Using of generalized additive model for model selection in multiple poisson regression for air pollution data Y. Terzi* and M. A. Cengiz Department of Statistics, University of Ondokuz Mayıs, P. M. B. 55139, Samsun, Turkey. Accepted 4 August, 2009

Multiple Poisson regression analysis is one of the most widely used statistical techniques in analysing air pollution data. It is a powerful tool when its assumptions are met, including that the relationships between the predictors and the response are a function such as straight-line, polynomial, or exponential. In many applications, however, the reliance on a defined mathematical function is difficult. Many phenomena do not have a relationship that can be easily defined.
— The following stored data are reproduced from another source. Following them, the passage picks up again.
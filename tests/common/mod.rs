//! Shared test infrastructure for integration tests.
#![allow(dead_code)]

use anyhow::Result;
use std::collections::{BTreeMap, BTreeSet};
use std::fs;
use std::path::{Path, PathBuf};
use std::sync::{Arc, Mutex};
use std::time::Duration;
use tempfile::TempDir;
use test_genie::command::{CommandError, CommandRunner, Log};
use test_genie::{RunContext, Toolbox};

/// In-process stand-in for every external tool.
///
/// Tools are installed unless listed in `missing`; captures answer from
/// `outputs` and exit 1 otherwise. Every run and capture is recorded.
#[derive(Default)]
pub struct StubCommands {
    missing: BTreeSet<String>,
    outputs: BTreeMap<String, String>,
    run_delay: Duration,
    calls: Mutex<Vec<String>>,
    failing: Mutex<Vec<String>>,
}

impl StubCommands {
    pub fn new() -> Self {
        Self::default()
    }

    pub fn missing(mut self, tool: &str) -> Self {
        self.missing.insert(tool.to_string());
        self
    }

    pub fn output(mut self, tool: &str, stdout: &str) -> Self {
        self.outputs.insert(tool.to_string(), stdout.to_string());
        self
    }

    pub fn run_delay(mut self, delay: Duration) -> Self {
        self.run_delay = delay;
        self
    }

    /// From now on, invocations whose `tool arg...` line contains `needle`
    /// exit 1.
    pub fn fail_calls_containing(&self, needle: &str) {
        if let Ok(mut failing) = self.failing.lock() {
            failing.push(needle.to_string());
        }
    }

    /// Append an event from another collaborator to the call timeline.
    pub fn note(&self, event: &str) {
        if let Ok(mut calls) = self.calls.lock() {
            calls.push(event.to_string());
        }
    }

    /// Recorded invocations, `tool arg...`.
    pub fn calls(&self) -> Vec<String> {
        self.calls.lock().map(|calls| calls.clone()).unwrap_or_default()
    }

    /// Record the invocation; `Err` when it matches a failing needle.
    fn record(&self, name: &str, args: &[String]) -> Result<()> {
        let mut line = name.to_string();
        for arg in args {
            line.push(' ');
            line.push_str(arg);
        }
        let fails = self
            .failing
            .lock()
            .map(|failing| failing.iter().any(|needle| line.contains(needle.as_str())))
            .unwrap_or(false);
        if let Ok(mut calls) = self.calls.lock() {
            calls.push(line);
        }
        if fails {
            return Err(CommandError::Exit {
                tool: name.to_string(),
                code: Some(1),
            }
            .into());
        }
        Ok(())
    }

    fn not_found(name: &str) -> anyhow::Error {
        CommandError::NotFound {
            tool: name.to_string(),
        }
        .into()
    }
}

impl CommandRunner for StubCommands {
    fn lookup(&self, name: &str) -> Result<PathBuf> {
        if self.missing.contains(name) {
            return Err(Self::not_found(name));
        }
        Ok(PathBuf::from("/stub/bin").join(name))
    }

    fn run(&self, ctx: &RunContext, _: &Path, _: &mut Log, name: &str, args: &[String]) -> Result<()> {
        ctx.check()?;
        let recorded = self.record(name, args);
        if self.missing.contains(name) {
            return Err(Self::not_found(name));
        }
        recorded?;
        let started = std::time::Instant::now();
        while started.elapsed() < self.run_delay {
            ctx.check()?;
            std::thread::sleep(Duration::from_millis(5));
        }
        Ok(())
    }

    fn capture(&self, ctx: &RunContext, _: &Path, _: &mut Log, name: &str, args: &[String]) -> Result<String> {
        ctx.check()?;
        let recorded = self.record(name, args);
        if self.missing.contains(name) {
            return Err(Self::not_found(name));
        }
        recorded?;
        match self.outputs.get(name) {
            Some(stdout) => Ok(stdout.clone()),
            None => Err(CommandError::Exit {
                tool: name.to_string(),
                code: Some(1),
            }
            .into()),
        }
    }
}

/// Toolbox around `stub` with the run-affecting variables pinned.
pub fn toolbox(stub: Arc<StubCommands>) -> Toolbox {
    Toolbox::with_commands(stub)
        .unset_var("TEST_GENIE_SKIP_PLAYBOOKS")
        .unset_var("TEST_GENIE_BAS_URL")
        .unset_var("TEST_GENIE_STANDARDS_FAIL_ON")
        .unset_var("TEST_GENIE_STANDARDS_MIN_SEVERITY")
        .unset_var("TEST_GENIE_STANDARDS_LIMIT")
}

/// A scenario directory named `name` inside a temp dir.
pub struct Scenario {
    _root: TempDir,
    pub dir: PathBuf,
}

impl Scenario {
    /// Empty scenario directory.
    pub fn empty(name: &str) -> Self {
        let root = tempfile::tempdir().expect("tempdir");
        let dir = root.path().join("scenarios").join(name);
        fs::create_dir_all(&dir).expect("mkdir scenario");
        Self { _root: root, dir }
    }

    /// Scenario with every canonical directory and file plus a
    /// cross-platform CLI layout and a matching manifest.
    pub fn canonical(name: &str) -> Self {
        let scenario = Self::empty(name);
        for dir in ["api", "cli", "docs", "requirements", "test/phases", "ui", ".vrooli"] {
            fs::create_dir_all(scenario.dir.join(dir)).expect("mkdir");
        }
        scenario.write("README.md", &format!("# {name}\n"));
        scenario.write("PRD.md", "# PRD\n");
        scenario.write("Makefile", "test:\n\ttest-genie run --scenario-dir .\n");
        scenario.write(
            ".vrooli/service.json",
            &format!(r#"{{"service":{{"name":"{name}"}}}}"#),
        );
        scenario.write("cli/main.go", "package main\n\nfunc main() {}\n");
        scenario.write("cli/go.mod", &format!("module {name}\n"));
        scenario.write("cli/install.sh", "#!/usr/bin/env bash\n");
        scenario
    }

    pub fn write(&self, rel: &str, body: &str) {
        let path = self.dir.join(rel);
        if let Some(parent) = path.parent() {
            fs::create_dir_all(parent).expect("mkdir parent");
        }
        fs::write(&path, body).expect("write file");
    }

    pub fn remove_dir(&self, rel: &str) {
        fs::remove_dir_all(self.dir.join(rel)).expect("remove dir");
    }

    pub fn read_json(&self, rel: &str) -> serde_json::Value {
        let bytes = fs::read(self.dir.join(rel)).expect("read json");
        serde_json::from_slice(&bytes).expect("parse json")
    }
}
Generalized additive models (GAM) enable us to relax this assumption by replacing a defined function with a non-parametric smoother to uncover existing relationships. GAM can be used for model selection in multiple Poisson regression. This study focuses on GAM for model selection in multiple Poisson regression for modelling associations between air pollution and increases in hospital admissions for respiratory disease. Key words: Poisson regression, generalized additive model, cubic spline, air pollution. INTRODUCTION Air pollution has been studied for many years following a series of dramatic episodes that took place in industrial countries. Interest in this phenomenon is reflected by the number of studies that have been published since the last decade. It still poses a health risk even for developed countries (Ballester et al., 2006). Associations between air pollution and increases in hospital admissions for respiratory disease, have been observed in many studies in various parts of the world (Zanobetti et al., 2000). Some studies, but not others, found associations between sulphur dioxide (SO2) and particular matter (PM10) exposures and daily or weekly hospital admissions for respiratory disease. Numerous studies have demonstrated increased risk of respiratory hospitalizations in relation to airborne particles, including particulate matter with an aerodynamic diameter ≤ 10 µm (PM10) ((Bell et al., 2008), 1, 2). The most common and consistent associations have been found with particulate matter and SO2 (Brunekreef and Holgate, 2002). In any given a day or a week, only a small portion of the population is admitted to hospital. The number of admissions to hospital is a count; that is, it can only take on

*Corresponding author. E-mail: [email protected].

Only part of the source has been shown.